Moneylife Digital Team 31 August 2018
According to a new pilot study by researchers in University of Surrey, published in the Journal of Nutritional Sciences, changes in breakfast and dinner time can reduce body fat. 
 
During a 10-week study on ‘time-restricted feeding’ (a technical term used by academics to mean intermittent fasting), participants were split into two groups. One group was required to delay their breakfast by 90 minutes and have their dinner 90 minutes earlier. The other group (control group) had their meals at normal time. The participants provided blood samples and complete diet diaries before and during the 10-week intervention.
 
The participants could eat freely, provided it was within a certain eating time window. This helped researchers assess whether this type of diet was easy to follow in everyday life.
 
The researchers, led by Dr Jonathan Johnston, found that those who changed their mealtimes lost, on average, more than twice as much body fat as those in the control group who ate their meals at normal time. Although the participants were free to eat anything they could, researchers found that those who changed their mealtimes ate less food overall than the control group. 
 
The researchers found that 57% of participants ate less, either due to lower appetite or decreased eating opportunities or a cutback in snacking (especially in the evenings).
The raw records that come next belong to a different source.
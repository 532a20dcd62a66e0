//! 错误处理模块
//!
//! 该模块提供翻译器的统一错误处理机制。启动阶段的错误（密钥材料、
//! 配置）是致命的；单个请求内的错误由授权检查转换为拒绝决策，不会跨越请求边界。

use std::io;
use thiserror::Error;

/// WirePact 翻译器统一错误类型
#[derive(Error, Debug)]
pub enum Error {
    /// 配置错误
    #[error("配置错误: {0}")]
    Config(String),

    /// 网络错误（访问 PKI 或 Kubernetes API）
    #[error("网络错误: {0}")]
    Network(String),

    /// 证书或密钥无法解析、生成或校验
    #[error("PKI 错误: {0}")]
    Pki(String),

    /// 密钥材料引导失败
    #[error("密钥材料引导失败: {0}")]
    Bootstrap(String),

    /// 令牌签名失败，说明密钥材料已损坏
    #[error("令牌签名失败: {0}")]
    Signing(String),

    /// 用户仓库错误
    #[error("用户仓库错误: {0}")]
    Repository(String),

    /// Kubernetes 访问错误
    #[error("Kubernetes 错误: {0}")]
    Kubernetes(String),

    /// I/O 错误
    #[error("I/O 错误: {0}")]
    Io(#[from] io::Error),

    /// JSON 错误
    #[error("JSON 错误: {0}")]
    Json(#[from] serde_json::Error),
}

/// WirePact 结果类型别名
pub type Result<T> = std::result::Result<T, Error>;

/// 从字符串创建错误
pub trait IntoError<T> {
    /// 将当前类型转换为错误
    fn into_error(self, kind: fn(String) -> Error) -> Result<T>;
}

impl<T> IntoError<T> for String {
    fn into_error(self, kind: fn(String) -> Error) -> Result<T> {
        Err(kind(self))
    }
}

impl<T> IntoError<T> for &str {
    fn into_error(self, kind: fn(String) -> Error) -> Result<T> {
        Err(kind(self.to_string()))
    }
}
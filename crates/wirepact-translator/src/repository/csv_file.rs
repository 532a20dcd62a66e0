//! 本地 CSV 用户仓库
//!
//! 文件包含表头 `id,username,password`，启动时整体读入内存。

use async_trait::async_trait;
use serde::Deserialize;
use std::path::Path;
use tracing::debug;

use super::UserRepository;
use wirepact_common::{Error, Result};

#[derive(Debug, Clone, Deserialize)]
struct CsvEntry {
    id: String,
    username: String,
    password: String,
}

/// 基于 CSV 文件的用户仓库
#[derive(Debug, Clone)]
pub struct CsvRepository {
    entries: Vec<CsvEntry>,
}

impl CsvRepository {
    /// 从文件加载
    pub fn from_path(path: impl AsRef<Path>) -> Result<Self> {
        let path = path.as_ref();
        debug!("从 {} 加载 CSV 用户仓库", path.display());

        let reader = csv::Reader::from_path(path)
            .map_err(|e| Error::Repository(format!("无法打开 {}: {}", path.display(), e)))?;
        Self::from_reader(reader)
    }

    fn from_reader<R: std::io::Read>(mut reader: csv::Reader<R>) -> Result<Self> {
        let entries = reader
            .deserialize()
            .collect::<std::result::Result<Vec<CsvEntry>, _>>()
            .map_err(|e| Error::Repository(format!("CSV 格式错误: {}", e)))?;

        debug!("已加载 {} 个用户", entries.len());
        Ok(Self { entries })
    }

    /// 用户数量
    pub fn len(&self) -> usize {
        self.entries.len()
    }

    /// 是否没有任何用户
    pub fn is_empty(&self) -> bool {
        self.entries.is_empty()
    }
}

#[async_trait]
impl UserRepository for CsvRepository {
    async fn lookup_user_id(&self, username: &str, password: &str) -> Result<Option<String>> {
        Ok(self
            .entries
            .iter()
            .find(|entry| entry.username == username && entry.password == password)
            .map(|entry| entry.id.clone()))
    }

    async fn lookup_username_and_password(
        &self,
        user_id: &str,
    ) -> Result<Option<(String, String)>> {
        Ok(self
            .entries
            .iter()
            .find(|entry| entry.id == user_id)
            .map(|entry| (entry.username.clone(), entry.password.clone())))
    }
}

#[cfg(test)]
mod tests {
    use super::*;
    use std::io::Write;
    use tempfile::NamedTempFile;

    fn csv_file(content: &str) -> NamedTempFile {
        let mut file = NamedTempFile::new().unwrap();
        file.write_all(content.as_bytes()).unwrap();
        file
    }

    #[tokio::test]
    async fn test_lookup_in_both_directions() {
        let file = csv_file("id,username,password\n1,alice,secret\n2,bob,hunter2\n");
        let repository = CsvRepository::from_path(file.path()).unwrap();
        assert_eq!(repository.len(), 2);

        assert_eq!(
            repository.lookup_user_id("bob", "hunter2").await.unwrap(),
            Some("2".to_string())
        );
        assert_eq!(
            repository.lookup_username_and_password("1").await.unwrap(),
            Some(("alice".to_string(), "secret".to_string()))
        );
    }

    #[test]
    fn test_wrong_password_or_unknown_id_is_miss() {
        let file = csv_file("id,username,password\n1,alice,secret\n");
        let repository = CsvRepository::from_path(file.path()).unwrap();

        tokio_test::block_on(async {
            assert_eq!(repository.lookup_user_id("alice", "wrong").await.unwrap(), None);
            assert_eq!(repository.lookup_user_id("carol", "secret").await.unwrap(), None);
            assert_eq!(repository.lookup_username_and_password("9").await.unwrap(), None);
        });
    }

    #[test]
    fn test_password_may_contain_colon() {
        let file = csv_file("id,username,password\n7,svc,\"a:b:c\"\n");
        let repository = CsvRepository::from_path(file.path()).unwrap();
        assert_eq!(repository.entries[0].password, "a:b:c");
    }

    #[test]
    fn test_header_only_is_empty() {
        let file = csv_file("id,username,password\n");
        let repository = CsvRepository::from_path(file.path()).unwrap();
        assert!(repository.is_empty());
    }

    #[test]
    fn test_missing_file_is_repository_error() {
        let result = CsvRepository::from_path("/nonexistent/users.csv");
        assert!(matches!(result, Err(Error::Repository(_))));
    }

    #[test]
    fn test_missing_column_is_repository_error() {
        let file = csv_file("id,username\n1,alice\n");
        let result = CsvRepository::from_path(file.path());
        assert!(matches!(result, Err(Error::Repository(_))));
    }
}
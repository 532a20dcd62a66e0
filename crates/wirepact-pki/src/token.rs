//! WirePact 身份令牌的签发与验证
//!
//! 令牌是 RS256 签名的 JWT。头部的 `x5c` 携带 [叶子证书, 根证书]（DER base64），
//! `x5t` 携带叶子证书 DER 的 SHA-256 指纹（base64）。验证方不需要预共享密钥：
//! 它从证书链中取出签名公钥，再把证书链锚定到自己信任的根证书上。

use base64::engine::general_purpose::STANDARD;
use base64::Engine;
use chrono::{DateTime, Utc};
use jsonwebtoken::errors::ErrorKind;
use jsonwebtoken::{decode, decode_header, encode, Algorithm, DecodingKey, Header, Validation};
use openssl::asn1::Asn1Time;
use openssl::memcmp;
use openssl::sha::sha256;
use openssl::x509::{X509Ref, X509VerifyResult, X509};
use std::cmp::Ordering;
use std::sync::Arc;
use tracing::debug;

use crate::store::KeyMaterial;
use wirepact_common::{DenyKind, Error, IdentityClaims, Result, WIREPACT_AUDIENCE};

/// 身份令牌签发器
#[derive(Debug, Clone)]
pub struct TokenIssuer {
    key_material: Arc<KeyMaterial>,
    issuer: String,
}

impl TokenIssuer {
    /// 创建新的签发器
    pub fn new(key_material: Arc<KeyMaterial>, issuer: &str) -> Self {
        Self {
            key_material,
            issuer: issuer.to_string(),
        }
    }

    /// 为用户标识签发令牌
    pub fn issue(&self, user_id: &str) -> Result<String> {
        self.issue_at(user_id, Utc::now())
    }

    /// 以指定时间为签发时间签发令牌
    pub fn issue_at(&self, user_id: &str, now: DateTime<Utc>) -> Result<String> {
        let claims = IdentityClaims::for_subject(&self.issuer, user_id, now);
        let (chain, thumbprint) = self.key_material.chain_and_thumbprint();

        let mut header = Header::new(Algorithm::RS256);
        header.x5c = Some(chain.to_vec());
        header.x5t = Some(thumbprint.to_string());

        encode(&header, &claims, self.key_material.encoding_key())
            .map_err(|e| Error::Signing(format!("无法为用户 {} 签名令牌: {}", user_id, e)))
    }
}

/// 解码后的证书链条目
struct ChainEntry {
    der: Vec<u8>,
    certificate: X509,
}

/// 身份令牌验证器
#[derive(Debug, Clone)]
pub struct TokenVerifier {
    key_material: Arc<KeyMaterial>,
}

impl TokenVerifier {
    /// 创建新的验证器
    pub fn new(key_material: Arc<KeyMaterial>) -> Self {
        Self { key_material }
    }

    /// 验证令牌，成功时返回用户标识
    pub fn verify(&self, token: &str) -> std::result::Result<String, DenyKind> {
        self.verify_at(token, Utc::now())
    }

    /// 以指定时间为当前时间验证令牌
    pub fn verify_at(&self, token: &str, now: DateTime<Utc>) -> std::result::Result<String, DenyKind> {
        let header = decode_header(token).map_err(|e| {
            debug!("无法解析令牌头部: {}", e);
            DenyKind::Malformed
        })?;

        let chain = match header.x5c.as_deref() {
            Some(chain) if chain.len() >= 2 => decode_chain(chain)?,
            _ => {
                debug!("令牌头部缺少完整的 x5c 证书链");
                return Err(DenyKind::Malformed);
            }
        };

        let thumbprint = header
            .x5t
            .as_deref()
            .and_then(|t| STANDARD.decode(t).ok())
            .ok_or(DenyKind::Malformed)?;
        let expected = sha256(&chain[0].der);
        if thumbprint.len() != expected.len() || !memcmp::eq(&thumbprint, &expected) {
            debug!("令牌指纹与证书不一致");
            return Err(DenyKind::ThumbprintMismatch);
        }

        let claims = verify_signature(token, &chain[0].certificate)?;

        self.verify_trust(&chain)?;
        if claims.aud != WIREPACT_AUDIENCE {
            debug!("令牌受众 {} 不属于 WirePact 信任域", claims.aud);
            return Err(DenyKind::UntrustedIssuer);
        }

        if !claims.is_valid_at(now) || !within_validity(&chain[0].certificate, now) {
            debug!("令牌已过期或尚未生效: iat={} exp={}", claims.iat, claims.exp);
            return Err(DenyKind::Expired);
        }

        if claims.sub.is_empty() {
            return Err(DenyKind::Malformed);
        }

        Ok(claims.sub)
    }

    /// 每个证书都必须由下一个证书签发，末尾证书必须是或者由受信任的根证书签发
    fn verify_trust(&self, chain: &[ChainEntry]) -> std::result::Result<(), DenyKind> {
        for pair in chain.windows(2) {
            if !issued_by(&pair[0].certificate, &pair[1].certificate) {
                debug!("证书链不连续");
                return Err(DenyKind::UntrustedIssuer);
            }
        }

        let root = self.key_material.trusted_root();
        let root_der = root.to_der().map_err(|_| DenyKind::UntrustedIssuer)?;
        let terminal = chain.last().ok_or(DenyKind::Malformed)?;

        if terminal.der == root_der || issued_by(&terminal.certificate, root) {
            Ok(())
        } else {
            debug!("证书链没有终止于受信任的根证书");
            Err(DenyKind::UntrustedIssuer)
        }
    }
}

fn decode_chain(chain: &[String]) -> std::result::Result<Vec<ChainEntry>, DenyKind> {
    chain
        .iter()
        .map(|encoded| {
            let der = STANDARD.decode(encoded).map_err(|_| DenyKind::Malformed)?;
            let certificate = X509::from_der(&der).map_err(|_| DenyKind::Malformed)?;
            Ok(ChainEntry { der, certificate })
        })
        .collect()
}

fn verify_signature(token: &str, leaf: &X509) -> std::result::Result<IdentityClaims, DenyKind> {
    let rsa = leaf
        .public_key()
        .and_then(|key| key.rsa())
        .map_err(|_| DenyKind::BadSignature)?;
    let key = DecodingKey::from_rsa_raw_components(&rsa.n().to_vec(), &rsa.e().to_vec());

    let mut validation = Validation::new(Algorithm::RS256);
    validation.validate_exp = false;
    validation.validate_aud = false;
    validation.required_spec_claims.clear();

    decode::<IdentityClaims>(token, &key, &validation)
        .map(|data| data.claims)
        .map_err(|e| match e.kind() {
            ErrorKind::InvalidSignature
            | ErrorKind::InvalidAlgorithm
            | ErrorKind::InvalidRsaKey(_)
            | ErrorKind::InvalidKeyFormat => DenyKind::BadSignature,
            _ => {
                debug!("无法解析令牌: {}", e);
                DenyKind::Malformed
            }
        })
}

fn issued_by(child: &X509Ref, parent: &X509Ref) -> bool {
    if parent.issued(child) != X509VerifyResult::OK {
        return false;
    }
    parent
        .public_key()
        .and_then(|key| child.verify(&key))
        .unwrap_or(false)
}

fn within_validity(certificate: &X509Ref, now: DateTime<Utc>) -> bool {
    let Ok(now) = Asn1Time::from_unix(now.timestamp() as _) else {
        return false;
    };
    let started = matches!(
        certificate.not_before().compare(&now),
        Ok(Ordering::Less | Ordering::Equal)
    );
    let not_ended = matches!(
        certificate.not_after().compare(&now),
        Ok(Ordering::Greater | Ordering::Equal)
    );
    started && not_ended
}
Would they continue with changed timings despite obvious benefits? Unfortunately, when questioned, 57% of participants felt they could not have maintained the changed timings beyond the 10-week study period because it would be incompatible with family and social life. 
 
It is worth remembering that some form of time-restricted eating or intermittent fasting has been a part of Indian family and religious life for eons. Western science has started discovering the benefits of this very recently.
 
Dr Jonathan Johnston, reader in chrono-biology and integrative physiology at the University of Surrey, said: “We are now going to use these preliminary findings to design larger, more comprehensive studies of time-restricted feeding.”